A character-driven supernatural thriller that keeps viewers puzzling out what’s happening along with its main character, Every Time I Die introduces a director and actors to watch out for.
Every Time I Die is one of those excellent little thrillers that only involves a handful of characters. The love triangle, gorgeous sisters, murderously jealous husband and murky childhood mystery should be enough for any film noir, but throw in a victim who doesn’t stay dead but comes to in the body of one of his mates… and I no longer know what genre this film is, but it grabs me for sure.
Said victim is Sam (Drew Fonteiro), who breaks up with his love, but not before her husband figures out what’s happening and throws him in the lake. Next thing Sam knows, he’s not Sam anymore. He hasn’t been himself lately anyway, but this messes with his head for sure… though not as much as it messes with the head of said husband, Tyler (Tyler Dash White)!
Excuse me if I’ve accidentally made it sound funny; it’s not. The what-the-Hell moments are truly made of panic and drama, and those reactions are genuinely understandable. When Sam tries to tell his friends that he’s not who he looks like, they’re not going to be taken in as they all know each other (and most of them look very different). This is hardly a simple mistaken identity story like John Dahl’s Red Rock West. Each of them reacts differently; it’s the writing of these essential characters that makes the film a winner: it doesn’t take long to get to know them, and having done so, I can accept everything that everything they say and do fits with their characters. Even the two sisters Poppy (Michelle Macedo) and Mia (Melissa Macedo), who are so alike, are unique.
Fonteiro plays Sam very smoothly: action, confusion, and introspection seem to all come just as naturally.
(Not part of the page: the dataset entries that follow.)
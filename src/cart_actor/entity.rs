//! [`RecordEntity`] implementation for [`Cart`].
//!
//! Carts have no unique key besides their id, and deleting a cart that does
//! not exist succeeds.

use super::{CartAction, CartError};
use crate::model::{Cart, CartCreate, CartId, CartItem, CartUpdate};
use record_framework::{DeletePolicy, RecordEntity};

impl RecordEntity for Cart {
    type Id = CartId;
    type Create = CartCreate;
    type Update = CartUpdate;
    type Action = CartAction;
    type ActionResult = Cart;
    type Error = CartError;

    const DELETE_POLICY: DeletePolicy = DeletePolicy::Lenient;

    fn id(&self) -> &CartId {
        &self.id
    }

    fn from_create_params(id: CartId, params: CartCreate) -> Result<Self, CartError> {
        let mut cart = Cart::new(id);
        cart.products = merge_items(params.products)?;
        Ok(cart)
    }

    /// Replaces the item list. Repeated product references are merged.
    fn on_update(&mut self, update: CartUpdate) -> Result<(), CartError> {
        self.products = merge_items(update.products)?;
        Ok(())
    }

    /// Applies the action and returns the cart as it now stands.
    fn handle_action(&mut self, action: CartAction) -> Result<Cart, CartError> {
        match action {
            CartAction::AddProduct { product, quantity } => {
                self.add_product(product, quantity.filter(|q| *q > 0).unwrap_or(1))?;
            }
        }
        Ok(self.clone())
    }
}

fn merge_items(items: Vec<CartItem>) -> Result<Vec<CartItem>, CartError> {
    let mut merged = Cart::new(CartId::new(""));
    for item in items {
        merged.add_product(item.product, item.quantity)?;
    }
    Ok(merged.products)
}
//! Catalog products.

use crate::model::define_id;
use crate::product_actor::ProductError;
use serde::{Deserialize, Serialize};

define_id!(ProductId);

/// A catalog product.
///
/// # Record Framework
/// This struct implements the [`RecordEntity`](record_framework::RecordEntity) trait,
/// allowing it to be managed by a [`StoreActor`](record_framework::StoreActor).
///
/// See [`impl RecordEntity for Product`](#impl-RecordEntity-for-Product) for details on:
/// - Creation parameters ([`ProductCreate`])
/// - Update parameters ([`ProductUpdate`])
#[derive(Debug, Clone, PartialEq, Serialize, Deserialize)]
pub struct Product {
    pub id: ProductId,
    pub title: String,
    pub description: String,
    pub code: String,
    pub price: f64,
    pub status: bool,
    pub stock: u32,
    pub category: String,
    #[serde(default)]
    pub thumbnails: Vec<String>,
}

/// Payload for inserting a product. `status` defaults to `true`.
#[derive(Debug, Clone, PartialEq, Serialize, Deserialize)]
pub struct ProductCreate {
    pub title: String,
    pub description: String,
    pub code: String,
    pub price: f64,
    pub stock: u32,
    pub category: String,
    #[serde(default)]
    pub status: Option<bool>,
    #[serde(default)]
    pub thumbnails: Vec<String>,
}

/// Partial update of a product. `None` leaves the field as it is.
///
/// There is no `id` field: a product's id cannot be changed.
#[derive(Debug, Clone, Default, PartialEq, Serialize, Deserialize)]
#[serde(deny_unknown_fields)]
pub struct ProductUpdate {
    #[serde(default, skip_serializing_if = "Option::is_none")]
    pub title: Option<String>,
    #[serde(default, skip_serializing_if = "Option::is_none")]
    pub description: Option<String>,
    #[serde(default, skip_serializing_if = "Option::is_none")]
    pub code: Option<String>,
    #[serde(default, skip_serializing_if = "Option::is_none")]
    pub price: Option<f64>,
    #[serde(default, skip_serializing_if = "Option::is_none")]
    pub stock: Option<u32>,
    #[serde(default, skip_serializing_if = "Option::is_none")]
    pub category: Option<String>,
    #[serde(default, skip_serializing_if = "Option::is_none")]
    pub status: Option<bool>,
    #[serde(default, skip_serializing_if = "Option::is_none")]
    pub thumbnails: Option<Vec<String>>,
}

impl ProductUpdate {
    /// Builds an update from a JSON object such as a request body.
    ///
    /// An `id` key is dropped. Any other key that is not a product field, or
    /// a value of the wrong type, is a validation error.
    pub fn from_json(mut patch: serde_json::Value) -> Result<Self, ProductError> {
        if let Some(fields) = patch.as_object_mut() {
            fields.remove("id");
        }
        serde_json::from_value(patch).map_err(|e| ProductError::Validation(e.to_string()))
    }

    pub fn is_empty(&self) -> bool {
        *self == Self::default()
    }
}

/// A full replacement: every mutable field is overwritten.
impl From<ProductCreate> for ProductUpdate {
    fn from(params: ProductCreate) -> Self {
        Self {
            title: Some(params.title),
            description: Some(params.description),
            code: Some(params.code),
            price: Some(params.price),
            stock: Some(params.stock),
            category: Some(params.category),
            status: params.status,
            thumbnails: Some(params.thumbnails),
        }
    }
}
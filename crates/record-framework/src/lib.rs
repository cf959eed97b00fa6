//! # Record Framework
//!
//! Building blocks for durable, keyed record collections that are owned by a
//! single actor task. Each collection (products, carts, ...) lives in a flat
//! file; every request loads the whole file, mutates an in-memory copy and
//! writes the whole collection back.
//!
//! ## Why one actor per collection?
//!
//! A full-file read-modify-write is only safe if nobody else rewrites the file
//! in between. Routing every request for one collection through one
//! [`StoreActor`] makes it the single writer for that file: requests queue on
//! its channel and are applied one at a time, while different collections
//! still run in parallel.
//!
//! ## Architecture Overview
//!
//! 1. **Entity Layer** ([`RecordEntity`]) - the record type, its payloads and rules
//! 2. **Storage Layer** ([`RecordStorage`]) - load / persist of the whole collection
//! 3. **Runtime Layer** ([`StoreActor`]) - sequential request processing
//! 4. **Interface Layer** ([`StoreClient`], [`RecordClient`]) - typed async calls
//!
//! ```rust
//! use record_framework::{DeletePolicy, MemoryStorage, RecordEntity, SequentialIds, StoreActor};
//! use serde::{Deserialize, Serialize};
//!
//! #[derive(Clone, Debug, Serialize, Deserialize)]
//! struct Note { id: String, body: String }
//!
//! #[derive(Debug)] struct NoteCreate { body: String }
//! #[derive(Debug)] struct NoteUpdate { body: Option<String> }
//! #[derive(Debug, thiserror::Error)] #[error("note error")] struct NoteError;
//!
//! impl RecordEntity for Note {
//!     type Id = String;
//!     type Create = NoteCreate;
//!     type Update = NoteUpdate;
//!     type Action = ();
//!     type ActionResult = ();
//!     type Error = NoteError;
//!
//!     const DELETE_POLICY: DeletePolicy = DeletePolicy::Strict;
//!
//!     fn id(&self) -> &String { &self.id }
//!
//!     fn from_create_params(id: String, params: NoteCreate) -> Result<Self, NoteError> {
//!         Ok(Self { id, body: params.body })
//!     }
//!
//!     fn on_update(&mut self, update: NoteUpdate) -> Result<(), NoteError> {
//!         if let Some(body) = update.body { self.body = body; }
//!         Ok(())
//!     }
//!
//!     fn handle_action(&mut self, _: ()) -> Result<(), NoteError> { Ok(()) }
//! }
//!
//! #[tokio::main]
//! async fn main() {
//!     let (actor, client) = StoreActor::<Note>::new(10, MemoryStorage::default(), SequentialIds::new("note"));
//!     tokio::spawn(actor.run());
//!
//!     let note = client.create(NoteCreate { body: "hello".into() }).await.unwrap();
//!     assert_eq!(note.id, "note_1");
//!     assert_eq!(client.get(note.id.clone()).await.unwrap().body, "hello");
//! }
//! ```
//!
//! ## Testing
//!
//! [`MemoryStorage`] keeps the serialized collection in memory and can be told
//! to fail writes. The [`mock`] module lets client wrappers be tested without a
//! running actor.

pub mod actor;
pub mod client;
pub mod client_trait;
pub mod entity;
pub mod error;
pub mod id;
pub mod message;
pub mod mock;
pub mod storage;
pub mod telemetry;

pub use actor::StoreActor;
pub use client::StoreClient;
pub use client_trait::RecordClient;
pub use entity::{DeletePolicy, RecordEntity, UniqueKey};
pub use error::StoreError;
pub use id::{IdGenerator, SequentialIds, UuidGenerator};
pub use message::{Response, StoreRequest};
pub use storage::{
    JsonFileStorage, MemoryStorage, RecordStorage, StorageError, StorageFormat, UnknownFormat,
};
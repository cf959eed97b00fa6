//! # Generic Client
//!
//! The caller-facing half of a store actor.

use crate::entity::RecordEntity;
use crate::error::StoreError;
use crate::message::StoreRequest;
use tokio::sync::{mpsc, oneshot};

/// A type-safe client for interacting with a `StoreActor`.
///
/// Holds only the channel sender, so cloning is cheap and clones can be
/// handed to as many tasks as needed. All requests from all clones are
/// applied by the actor in arrival order.
#[derive(Clone)]
pub struct StoreClient<T: RecordEntity> {
    sender: mpsc::Sender<StoreRequest<T>>,
}

impl<T: RecordEntity> StoreClient<T> {
    pub fn new(sender: mpsc::Sender<StoreRequest<T>>) -> Self {
        Self { sender }
    }

    async fn request<R>(
        &self,
        build: impl FnOnce(oneshot::Sender<Result<R, StoreError>>) -> StoreRequest<T>,
    ) -> Result<R, StoreError> {
        let (respond_to, response) = oneshot::channel();
        self.sender
            .send(build(respond_to))
            .await
            .map_err(|_| StoreError::ActorClosed)?;
        response.await.map_err(|_| StoreError::ActorDropped)?
    }

    /// Every record in persisted order.
    pub async fn list(&self) -> Result<Vec<T>, StoreError> {
        self.request(|respond_to| StoreRequest::List { respond_to })
            .await
    }

    /// Inserts a record and returns it with its generated id.
    pub async fn create(&self, params: T::Create) -> Result<T, StoreError> {
        self.request(|respond_to| StoreRequest::Create { params, respond_to })
            .await
    }

    pub async fn get(&self, id: T::Id) -> Result<T, StoreError> {
        self.request(|respond_to| StoreRequest::Get { id, respond_to })
            .await
    }

    pub async fn update(&self, id: T::Id, update: T::Update) -> Result<T, StoreError> {
        self.request(|respond_to| StoreRequest::Update {
            id,
            update,
            respond_to,
        })
        .await
    }

    pub async fn delete(&self, id: T::Id) -> Result<(), StoreError> {
        self.request(|respond_to| StoreRequest::Delete { id, respond_to })
            .await
    }

    pub async fn perform_action(
        &self,
        id: T::Id,
        action: T::Action,
    ) -> Result<T::ActionResult, StoreError> {
        self.request(|respond_to| StoreRequest::Action {
            id,
            action,
            respond_to,
        })
        .await
    }
}
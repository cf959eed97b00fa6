use catalog_cart::clients::ProductClient;
use catalog_cart::config::StoreConfig;
use catalog_cart::lifecycle::{setup_tracing, CatalogSystem};
use catalog_cart::model::{CartCreate, Product, ProductCreate};
use catalog_cart::product_actor::ProductError;
use tracing::{info, warn, Instrument};

#[tokio::main]
async fn main() -> Result<(), Box<dyn std::error::Error>> {
    setup_tracing();

    let config = StoreConfig::from_env()?;
    let system = CatalogSystem::new(&config);

    let params = ProductCreate {
        title: "Yerba Mate".to_string(),
        description: "1kg bag".to_string(),
        code: "YM-1KG".to_string(),
        price: 7.5,
        stock: 40,
        category: "groceries".to_string(),
        status: None,
        thumbnails: Vec::new(),
    };

    let product = ensure_product(&system.product_client, params)
        .instrument(tracing::info_span!("product_setup"))
        .await?;
    info!(product_id = %product.id, "Product ready");

    let cart = system.cart_client.create_cart(CartCreate::default()).await?;
    info!(cart_id = %cart.id, "Cart created");

    let span = tracing::info_span!("cart_filling", cart_id = %cart.id);
    let cart = async {
        system
            .cart_client
            .add_product_to_cart(cart.id.clone(), product.id.clone(), Some(2))
            .await?;
        system
            .cart_client
            .add_product_to_cart(cart.id.clone(), product.id.clone(), None)
            .await
    }
    .instrument(span)
    .await?;
    info!(
        cart_id = %cart.id,
        quantity = cart.quantity_of(&product.id),
        "Cart filled"
    );

    system.shutdown().await?;

    info!("Done");
    Ok(())
}

/// Creates the product, or finds it when a previous run already did.
async fn ensure_product(
    products: &ProductClient,
    params: ProductCreate,
) -> Result<Product, ProductError> {
    match products.create_product(params).await {
        Ok(product) => Ok(product),
        Err(ProductError::DuplicateCode(code)) => {
            warn!(%code, "Product already in catalog");
            products
                .list_products()
                .await?
                .into_iter()
                .find(|p| p.code == code)
                .ok_or(ProductError::NotFound(code))
        }
        Err(e) => Err(e),
    }
}
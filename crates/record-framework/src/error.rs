//! # Store Errors
//!
//! Errors produced by the store actor and its client. Record-specific failures
//! travel inside [`StoreError::Entity`] so client wrappers can downcast them
//! back to their own error type.

use crate::storage::StorageError;

/// Errors that can occur within the record framework itself.
#[derive(Debug, thiserror::Error)]
pub enum StoreError {
    #[error("Actor closed")]
    ActorClosed,
    #[error("Actor dropped response channel")]
    ActorDropped,
    #[error("Record not found: {0}")]
    NotFound(String),
    #[error("Duplicate {field}: {value}")]
    DuplicateKey { field: String, value: String },
    #[error("Storage error: {0}")]
    Storage(#[from] StorageError),
    #[error("No unused id after {attempts} attempts")]
    IdExhausted { attempts: usize },
    #[error("Entity error: {0}")]
    Entity(Box<dyn std::error::Error + Send + Sync>),
}

impl StoreError {
    pub fn entity(err: impl std::error::Error + Send + Sync + 'static) -> Self {
        StoreError::Entity(Box::new(err))
    }
}
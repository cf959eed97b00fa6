//! Custom actions for the Cart actor.

use crate::model::ProductId;

/// Operations on a cart beyond whole-record updates.
#[derive(Debug, Clone)]
pub enum CartAction {
    /// Adds a product to the cart, merging with an existing line for the
    /// same product. A missing or zero quantity counts as one.
    AddProduct {
        product: ProductId,
        quantity: Option<u32>,
    },
}
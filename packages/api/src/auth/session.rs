//! Session data types.

use crate::models::UserInfo;
use crate::settings::IdentitySettings;

/// Key under which the login system stores the signed-in [`UserInfo`].
pub const SESSION_USER_KEY: &str = "user";

/// Pick the identity to report: the session user, otherwise the configured
/// development identity, otherwise nobody.
pub fn resolve_identity(
    session_user: Option<UserInfo>,
    identity: &IdentitySettings,
) -> Option<UserInfo> {
    if session_user.is_some() {
        return session_user;
    }
    let email = identity.dev_email.trim();
    if email.is_empty() {
        return None;
    }
    let name = identity.dev_name.trim();
    Some(UserInfo {
        id: "dev".to_string(),
        email: email.to_string(),
        name: (!name.is_empty()).then(|| name.to_string()),
        avatar_url: None,
        provider: "dev".to_string(),
    })
}

#[cfg(test)]
mod tests {
    use super::*;

    fn session_user() -> UserInfo {
        UserInfo {
            id: "42".to_string(),
            email: "ada@example.com".to_string(),
            name: Some("Ada".to_string()),
            avatar_url: None,
            provider: "github".to_string(),
        }
    }

    #[test]
    fn test_no_identity_by_default() {
        assert_eq!(resolve_identity(None, &IdentitySettings::default()), None);
    }

    #[test]
    fn test_session_user_wins_over_dev_identity() {
        let identity = IdentitySettings {
            dev_email: "dev@localhost".to_string(),
            dev_name: String::new(),
        };
        assert_eq!(
            resolve_identity(Some(session_user()), &identity),
            Some(session_user())
        );
    }

    #[test]
    fn test_dev_identity_fallback() {
        let identity = IdentitySettings {
            dev_email: " dev@localhost ".to_string(),
            dev_name: "Dev".to_string(),
        };
        let user = resolve_identity(None, &identity).unwrap();
        assert_eq!(user.email, "dev@localhost");
        assert_eq!(user.display_name(), "Dev");
        assert_eq!(user.provider, "dev");
    }
}
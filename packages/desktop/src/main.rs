use dioxus::prelude::*;
use views::Create;

mod views;

#[derive(Debug, Clone, Routable, PartialEq)]
#[rustfmt::skip]
enum Route {
    #[route("/")]
    Root {},
    #[route("/create")]
    Create {},
}

const MAIN_CSS: Asset = asset!("/assets/main.css");

/// Server the desktop app talks to, overridable at build time.
const SERVER_URL: &str = match option_env!("SOCIALCARD_SERVER_URL") {
    Some(url) => url,
    None => "http://localhost:8080",
};

fn main() {
    dioxus::fullstack::set_server_url(SERVER_URL);
    dioxus::launch(App);
}

#[component]
fn App() -> Element {
    use_context_provider(ui::bundled_config);

    rsx! {
        document::Link { rel: "stylesheet", href: ui::COMPONENTS_CSS }
        document::Link { rel: "stylesheet", href: MAIN_CSS }
        ui::AuthProvider {
            ui::components::ToastProvider {
                Router::<Route> {}
            }
        }
    }
}

#[component]
fn Root() -> Element {
    let nav = use_navigator();
    nav.replace(Route::Create {});
    rsx! {}
}
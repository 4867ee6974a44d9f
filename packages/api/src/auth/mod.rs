//! Reading the signed-in identity.
//!
//! Signing users in is left to an external login system; this module only
//! knows where that system leaves the user in the session.

mod session;

pub use session::{resolve_identity, SESSION_USER_KEY};
//! Data models for the application.

mod user;

pub use user::UserInfo;
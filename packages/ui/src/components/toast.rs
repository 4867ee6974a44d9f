//! Transient notifications, backed by `dioxus_primitives::toast`.
//!
//! Wrap the app in [`ToastProvider`], then call [`use_toast`] anywhere below
//! it. The primitive owns each toast's dismiss timer; callers pass
//! [`DEFAULT_TOAST_DURATION`] through [`ToastOptions::duration`].

use std::time::Duration;

use dioxus::prelude::*;
use dioxus_primitives::toast;

pub use dioxus_primitives::toast::{use_toast, ToastOptions};

/// How long a save notice stays up.
pub const DEFAULT_TOAST_DURATION: Duration = Duration::from_secs(3);

#[component]
pub fn ToastProvider(children: Element) -> Element {
    rsx! {
        toast::ToastProvider {
            {children}
        }
    }
}
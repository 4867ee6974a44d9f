use dioxus::prelude::*;

use views::Create;

mod views;

#[derive(Debug, Clone, Routable, PartialEq)]
#[rustfmt::skip]
enum Route {
    #[route("/")]
    Root {},
    #[route("/create")]
    Create {},
}

const MAIN_CSS: Asset = asset!("/assets/main.css");

fn main() {
    #[cfg(feature = "server")]
    {
        tokio::runtime::Runtime::new()
            .expect("Failed to start tokio runtime")
            .block_on(launch_server());
    }

    #[cfg(not(feature = "server"))]
    {
        dioxus::launch(App);
    }
}

#[cfg(feature = "server")]
async fn launch_server() {
    use dioxus::server::{DioxusRouterExt, ServeConfig};
    use tower_sessions::cookie::time::Duration;
    use tower_sessions::cookie::SameSite;
    use tower_sessions::{Expiry, MemoryStore, SessionManagerLayer};
    use tracing_subscriber::EnvFilter;

    dotenvy::dotenv().ok();

    tracing_subscriber::fmt()
        .with_env_filter(
            EnvFilter::try_from_default_env().unwrap_or_else(|_| EnvFilter::new("info")),
        )
        .init();

    let settings = api::settings::get_settings();

    // The login system that signs users in writes the session user
    let session_layer = SessionManagerLayer::new(MemoryStore::default())
        .with_secure(settings.session.secure)
        .with_same_site(SameSite::Lax)
        .with_expiry(Expiry::OnInactivity(Duration::days(
            settings.session.expiry_days.into(),
        )));

    let router = axum::Router::new()
        .serve_dioxus_application(ServeConfig::new(), App)
        .layer(session_layer);

    // Use the address from dx serve or default to localhost:8080
    let addr = dioxus::cli_config::fullstack_address_or_localhost();
    let listener = tokio::net::TcpListener::bind(&addr)
        .await
        .expect("Failed to bind server address");
    tracing::info!("Server listening on {}", addr);

    axum::serve(listener, router.into_make_service())
        .await
        .expect("Server error");
}

#[component]
fn App() -> Element {
    use_context_provider(ui::bundled_config);

    rsx! {
        // Global app resources
        document::Link { rel: "stylesheet", href: ui::COMPONENTS_CSS }
        document::Link { rel: "stylesheet", href: MAIN_CSS }

        ui::AuthProvider {
            ui::components::ToastProvider {
                Router::<Route> {}
            }
        }
    }
}

/// Redirect `/` to `/create`
#[component]
fn Root() -> Element {
    let nav = use_navigator();
    nav.replace(Route::Create {});
    rsx! {}
}
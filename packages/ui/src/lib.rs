//! This crate contains all shared UI for the workspace.

use dioxus::prelude::*;

pub mod components;

// Re-export icon library
pub use dioxus_free_icons::Icon;
pub mod icons {
    pub use dioxus_free_icons::icons::fa_solid_icons::*;
}
pub mod brand_icons {
    pub use dioxus_free_icons::icons::fa_brands_icons::*;
}

pub mod views;

pub const COMPONENTS_CSS: Asset = asset!("/assets/styling/components.css");

mod auth;
pub use auth::{use_auth, AuthProvider, AuthState};

mod chrome;
pub use chrome::{Footer, Header};

mod card_form;
pub use card_form::SocialCardForm;

mod card_preview;
pub use card_preview::SocialCardPreview;

/// Page copy bundled with the app from `socialcard.toml`.
pub fn bundled_config() -> card::SocialCardConfig {
    card::SocialCardConfig::from_toml_or_default(include_str!("../socialcard.toml"))
}

#[cfg(test)]
mod tests {
    use super::*;

    #[test]
    fn test_bundled_config_parses() {
        let text = include_str!("../socialcard.toml");
        let config = card::SocialCardConfig::from_toml(text).unwrap();
        assert_eq!(config, bundled_config());
        assert_eq!(config, card::SocialCardConfig::default());
    }
}
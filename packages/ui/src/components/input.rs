use dioxus::prelude::*;

#[component]
pub fn Input(
    #[props(default)] id: String,
    #[props(default)] class: String,
    #[props(default = "text".to_string())] r#type: String,
    #[props(default)] placeholder: String,
    #[props(default)] value: String,
    #[props(default)] oninput: EventHandler<FormEvent>,
) -> Element {
    rsx! {
        input {
            id: "{id}",
            class: "input {class}",
            r#type: "{r#type}",
            placeholder: "{placeholder}",
            value: "{value}",
            oninput: move |evt| oninput.call(evt),
        }
    }
}

#[component]
pub fn Label(#[props(default)] html_for: String, children: Element) -> Element {
    rsx! {
        label {
            class: "label",
            r#for: "{html_for}",
            {children}
        }
    }
}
I’d not come across him before or any of the others, with one exception: Marc Menchaca, who I knew and admired from Ozark, showed just as much talent here, despite it being a simpler role. He’s made for a character-based drama like this; it definitely is more about people than its supernatural aspect might lead you to expect.
The first time I saw a John Dahl film noir, I wanted to track down more by him. Thankfully, he’d made two more already by that time; but I can’t find more by Robi Michael, director of Every Time I Die, as this is his first feature. It has the feel of a solo project (though he had a co-writer in Gal Katzir) the only thing that gives it away is the pacing. The story takes its time to get going, and although I accept that the pace does reflect the main character’s day, I can understand that some viewers may lose patience with it. Stick with it and Every Time I Die is a tense film with a satisfying resolution.